• _WHAT YOU NEED TO DO_
When you reach the line containing "use std::collections::HashSet;", include it and stop; until then, return each line of the material exactly, starting with the first.

• _DATA SECTION_
//! # Plugin Loader
//!
//! Scans a directory for loadable plugin artifacts, validates each one
//! against the contract in `minibot-api`, initializes it and merges its
//! commands into the shared registry. One bad artifact never aborts the
//! scan; only a missing plugin directory is fatal.

use std::collections::HashSet;
use std::path::{Path, PathBuf};

use libloading::Library;
use minibot_api::{API_VERSION, BotContext, CommandMap, DECLARATION_SYMBOL, PluginDeclaration, PluginModule};
use thiserror::Error;

#[derive(Debug, Error)]
pub enum LoadError {
    #[error("plugin directory {0:?} does not exist")]
    MissingDir(PathBuf),
    #[error("failed to read plugin directory {path:?}: {source}")]
    ReadDir {
        path: PathBuf,
        source: std::io::Error,
    },
    #[error("failed to open {path:?}: {source}")]
    Open {
        path: PathBuf,
        source: libloading::Error,
    },
    #[error("{path:?} does not export symbol `MINIBOT_DECLARATION`")]
    MissingSymbol { path: PathBuf },
    #[error("{path:?} was built against api {found}, host expects {expected}")]
    ApiMismatch {
        path: PathBuf,
        found: String,
        expected: String,
    },
    #[error("plugin {name} initialization failed: {source}")]
    Init {
        name: String,
        source: anyhow::Error,
    },
}

/// A successfully loaded and initialized plugin. The module handle is
/// retained for the process lifetime so registry entries stay valid; no
/// further calls are made on it after the merge.
pub struct LoadedPlugin {
    pub name: String,
    pub module: Box<dyn PluginModule>,
}

/// Result of the load phase.
pub struct Loaded {
    pub commands: CommandMap,
    pub plugins: Vec<LoadedPlugin>,
}

impl std::fmt::Debug for Loaded {
    fn fmt(&self, f: &mut std::fmt::Formatter<'_>) -> std::fmt::Result {
        f.debug_struct("Loaded")
            .field("commands", &self.commands.keys().collect::<Vec<_>>())
            .field(
                "plugins",
                &self.plugins.iter().map(|p| &p.name).collect::<Vec<_>>(),
            )
            .finish()
    }
}

/// Where plugin modules come from. The production strategy is OS dynamic
/// libraries; tests substitute an in-process source. A subprocess source
/// would slot in here if crash isolation is ever needed.
pub trait PluginSource: Send + Sync {
    /// Whether a directory entry looks like a loadable artifact.
    fn candidate(&self, path: &Path) -> bool;

    /// Load one artifact and check it against the contract.
    fn load(&self, path: &Path) -> Result<LoadedPlugin, LoadError>;
}

/// Loads plugin cdylibs through the OS dynamic linker.
pub struct DynamicLibrarySource;

impl PluginSource for DynamicLibrarySource {
    fn candidate(&self, path: &Path) -> bool {
        path.extension().and_then(|ext| ext.to_str()) == Some(std::env::consts::DLL_EXTENSION)
    }

    fn load(&self, path: &Path) -> Result<LoadedPlugin, LoadError> {
        // Loading foreign code is inherently unsafe; the declaration symbol
        // and the api version check are the contract gate in front of it.
        let library = unsafe { Library::new(path) }.map_err(|source| LoadError::Open {
            path: path.to_path_buf(),
            source,
        })?;
        let declaration = unsafe {
            library
                .get::<*const PluginDeclaration>(DECLARATION_SYMBOL)
                .map_err(|_| LoadError::MissingSymbol {
                    path: path.to_path_buf(),
                })?
                .read()
        };
        if declaration.api_version != API_VERSION {
            return Err(LoadError::ApiMismatch {
                path: path.to_path_buf(),
                found: declaration.api_version.to_string(),
                expected: API_VERSION.to_string(),
            });
        }
        let module = (declaration.register)();
        // The registry will hold function pointers into the mapped object,
        // so the library must stay loaded for the life of the process.
        std::mem::forget(library);
        Ok(LoadedPlugin {
            name: plugin_name(path),
            module,
        })
    }
}

/// Artifact file stem with any platform `lib` prefix removed.
fn plugin_name(path: &Path) -> String {
    let stem = path
        .file_stem()
        .and_then(|stem| stem.to_str())
        .unwrap_or_default();
    stem.strip_prefix("lib").unwrap_or(stem).to_string()
}

pub struct PluginLoader {
    source: Box<dyn PluginSource>,
    disabled: HashSet<String>,
}

impl PluginLoader {
    pub fn new(source: Box<dyn PluginSource>, disabled: &[String]) -> Self {
        Self {
            source,
            disabled: disabled.iter().cloned().collect(),
        }
    }

    /// Load every artifact in `dir` and merge their commands.
    ///
    /// Candidates are visited in file-name order, so when two plugins
    /// export the same command name the one later in that order wins. A
    /// failing artifact (open failure, missing symbol, contract mismatch,
    /// init failure) is logged and skipped.
    pub fn load_dir(&self, dir: &Path, ctx: &BotContext) -> Result<Loaded, LoadError> {
        if !dir.is_dir() {
            return Err(LoadError::MissingDir(dir.to_path_buf()));
        }
        let mut candidates: Vec<PathBuf> = std::fs::read_dir(dir)
            .map_err(|source| LoadError::ReadDir {
                path: dir.to_path_buf(),
                source,
            })?
            .filter_map(|entry| entry.ok())
            .map(|entry| entry.path())
            .filter(|path| path.is_file() && self.source.candidate(path))
            .collect();
        candidates.sort();

        let mut loaded = Loaded {
            commands: CommandMap::new(),
            plugins: Vec::new(),
        };
        for path in candidates {
            let name = plugin_name(&path);
            if self.disabled.contains(&name) {
                tracing::info!(plugin = %name, "plugin disabled, skipping");
                continue;
            }
            match self.load_one(&path, ctx) {
                Ok(plugin) => {
                    merge_commands(&mut loaded.commands, &plugin);
                    loaded.plugins.push(plugin);
                }
                Err(err) => {
                    tracing::error!(artifact = %path.display(), %err, "skipping plugin");
                }
            }
        }
        Ok(loaded)
    }

    fn load_one(&self, path: &Path, ctx: &BotContext) -> Result<LoadedPlugin, LoadError> {
        let plugin = self.source.load(path)?;
        plugin.module.init(ctx).map_err(|source| LoadError::Init {
            name: plugin.name.clone(),
            source,
        })?;
        Ok(plugin)
    }
}

/// Merge one plugin's registry fragment into the shared map.
/// Invariant: every key equals `command.name()`; entries violating it are
/// dropped. Name collisions resolve last-write-wins.
fn merge_commands(commands: &mut CommandMap, plugin: &LoadedPlugin) {
    for (name, command) in plugin.module.registry() {
        if name != command.name() {
            tracing::warn!(
                plugin = %plugin.name,
                key = %name,
                command = %command.name(),
                "registry key does not match command name, dropping entry"
            );
            continue;
        }
        if commands.insert(name.clone(), command).is_some() {
            tracing::warn!(plugin = %plugin.name, command = %name, "command redefined, later plugin wins");
        }
    }
    tracing::info!(plugin = %plugin.name, "plugin loaded");
}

• _SOLUTION_
//! # Plugin Loader
//!
//! Scans a directory for loadable plugin artifacts, validates each one
//! against the contract in `minibot-api`, initializes it and merges its
//! commands into the shared registry. One bad artifact never aborts the
//! scan; only a missing plugin directory is fatal.

use std::collections::HashSet;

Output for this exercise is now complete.